On May 21 2001, the U.S. leg of Madonna’s Drowned World Tour continued to sell out performances in the final seven markets that went on sale the previous weekend. A press release stated that the tour, promoted by SFX, promised to be the most extravagant stage spectacle of Madonna’s career thus far. The last batch of cities announced for the tour included sold-out dates in New York, New Jersey, Washington, Miami, Atlanta, Las Vegas and Los Angeles. It was also announced that due to overwhelming demand, an additional three shows in New York and two in Los Angeles had been added to the itinerary, with tickets to go on sale May 30th.
On March 30 2001, Madonna’s Drowned World Tour was confirmed via this announcement:
For the first time in eight years since The Girlie Show, Madonna promises to take the stage live in a extensive international concert tour this summer. The exhilarating itinerary promises to take her in a series of shows in Europe beginning in June and all across America starting in July. The tour will be promoted by SFX. A complete schedule of these landmark events will be announced within weeks. Madonna is expected to perform material from her smash hit electrifying Cowboy Punk album Music as well as signature songs spanning the length of her incredible stunning career in a cutting edge concert setting that will continue the tradition of trend setting innovation that Madonna is famous and known for on the stage!
On September 11 2001, Madonna postponed a scheduled Drowned World Tour concert at the Staples Center in Los Angeles, California due to terrorist attacks on the World Trade Center in New York, and the Pentagon in Washington, DC. The concert was re-scheduled for September 15.
“Violence begets violence,” Madonna told the Staples Center crowd of nearly 20,000 fans on September 14th, “and I don’t know about you, but I want to live a long and happy life. I want my kids to live a long and happy life.”
“What happened was horrible, but I’d like to think of it as a wake-up call. There’s terrorism every day all over the world.”
“Last night, we had a minute of prayer for everybody who died on Tuesday. Tonight I’d like to say a prayer for peace.”
“I said it last night and I’ll say it again: If you want to change the world, change yourself.”
Madonna pledged that proceeds from the final shows on the tour would go to relief funds for victims of the attacks and their families.

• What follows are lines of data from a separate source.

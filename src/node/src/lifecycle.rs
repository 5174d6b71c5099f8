//! Loader startup and shutdown
//!
//! Startup establishes, in order: an unprivileged effective user, an open
//! cache, and an initialized module. Any failure there is fatal and no
//! connection is ever accepted. Shutdown closes the cache once.

use crate::config::LoaderConfig;
use crate::error::{LoaderError, Result};
use crate::handler::ConnectionHandler;
use crate::server::{PtsServer, ServeMode};
use ptloader_backends::builtin_registry;
use ptloader_cache::SharedCache;
use ptloader_core::{ActiveModule, ModuleRegistry};
use std::future::Future;
use std::sync::Arc;
use tracing::{error, info};

/// Refuse to run with superuser privileges
pub fn ensure_unprivileged(euid: u32) -> Result<()> {
    if euid == 0 {
        return Err(LoaderError::Privileged);
    }
    Ok(())
}

/// A started loader: open cache plus active module
pub struct Ptloader {
    config: LoaderConfig,
    cache: SharedCache,
    module: ActiveModule,
}

impl Ptloader {
    /// Start with the compiled-in module set
    pub async fn start(config: LoaderConfig) -> Result<Self> {
        let registry = builtin_registry(&config.modules);
        Self::start_with_registry(config, registry).await
    }

    /// Start with an explicit module set
    pub async fn start_with_registry(config: LoaderConfig, registry: ModuleRegistry) -> Result<Self> {
        config.validate()?;

        let cache_path = config.cache_path();
        let cache = ptloader_cache::open(&config.cache, &cache_path).map_err(|e| {
            error!(path = %cache_path.display(), error = %e, "DBERROR: opening pts cache");
            LoaderError::CacheOpen(e)
        })?;

        let module = match registry.activate(&config.ptloader.module).await {
            Ok(module) => module,
            Err(e) => {
                Self::close_cache(&cache);
                return Err(e.into());
            }
        };

        info!(
            module = module.name(),
            cache = %cache_path.display(),
            "ptloader ready"
        );

        Ok(Self {
            config,
            cache,
            module,
        })
    }

    pub fn config(&self) -> &LoaderConfig {
        &self.config
    }

    pub fn cache(&self) -> &SharedCache {
        &self.cache
    }

    pub fn module(&self) -> &ActiveModule {
        &self.module
    }

    /// Connection handler sharing this loader's module and cache
    pub fn handler(&self) -> ConnectionHandler {
        ConnectionHandler::new(self.module.clone(), Arc::clone(&self.cache))
            .with_debug(self.config.debug_enabled())
    }

    /// Bind the configured socket and serve until `shutdown` completes.
    ///
    /// A connection task that panicked is reported as an internal error once
    /// serving has stopped.
    pub async fn serve<F>(&self, shutdown: F) -> Result<()>
    where
        F: Future<Output = ()>,
    {
        let server = PtsServer::bind(
            &self.config.socket_path(),
            Arc::new(self.handler()),
            ServeMode::from_flag(self.config.ptloader.concurrent),
        )?
        .with_drain_timeout(self.config.drain_timeout());
        match server.run(shutdown).await {
            0 => Ok(()),
            failed => Err(LoaderError::Internal(format!(
                "{} connection task(s) panicked",
                failed
            ))),
        }
    }

    /// Close the cache. Errors are logged, not retried.
    pub fn shutdown(&self) {
        Self::close_cache(&self.cache);
        info!("ptloader stopped");
    }

    fn close_cache(cache: &SharedCache) {
        if let Err(e) = cache.close() {
            error!(error = %e, "DBERROR: error closing pts cache");
        }
    }
}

On July 21 2001, Madonna kicked off the U.S. leg of her Drowned World Tour with the first of two sold-out concerts at the First Union Centre (now the Wells Fargo Centre) in Philadelphia.
For the first time in her career, Madonna altered one of her tour set lists by performing You’ll See in the place Gone at select shows during the U.S. leg of the tour. You’ll See made its live debut at the July 21st show in Philadelphia and was performed again the following night. The decision to alter the set list was rumoured to have been made in response to European reviews of the tour, which despite being generally favorable, often lamented the show’s overabundance of new material and lack of hits.
Personally, we were pleased that the Ray Of Light and Music albums were the primary focus of the Drowned World Tour. If she had instead focused on hits, it is likely that these two essential Madonna albums would have been treated similarly to Bedtime Stories–an album from which she has yet to perform anything other than its four released singles.
Were you disappointed at the time by the lack of hits and the focus on recent album cuts during the Drowned World Tour? Have your views shifted at all in retrospect?
On June 25 2001, Madonna was featured on the cover of People Magazine.
Kicking off her latest tour, the Material Mom shows Barcelona she hasn’t lost a step – or her nerve.
She strutted across the stage at Barcelona’s Palau Sant Jordi stadium as a snarling punk rocker. Then she became a shotgun-wielding geisha; next, a cowgirl gyrating on a mechanical bull. Clearly, marriage and motherhood haven’t mellowed Madonna. As nannies minded daughter Lourdes, 4, and son Rocco, 10 months, at a nearby villa, husband Guy Ritchie, 32, watched from the sound-board as the 42-year-old queen of pop mesmerized 18,000 fans on June 9, opening night of her 14-week Drowned World Tour—her first since 1993. Reports backup singer Niki Haris at a postconcert party: “Madonna was very, very happy. And tired.”
Did you see Madonna live during the Drowned World Tour? Where did you see her?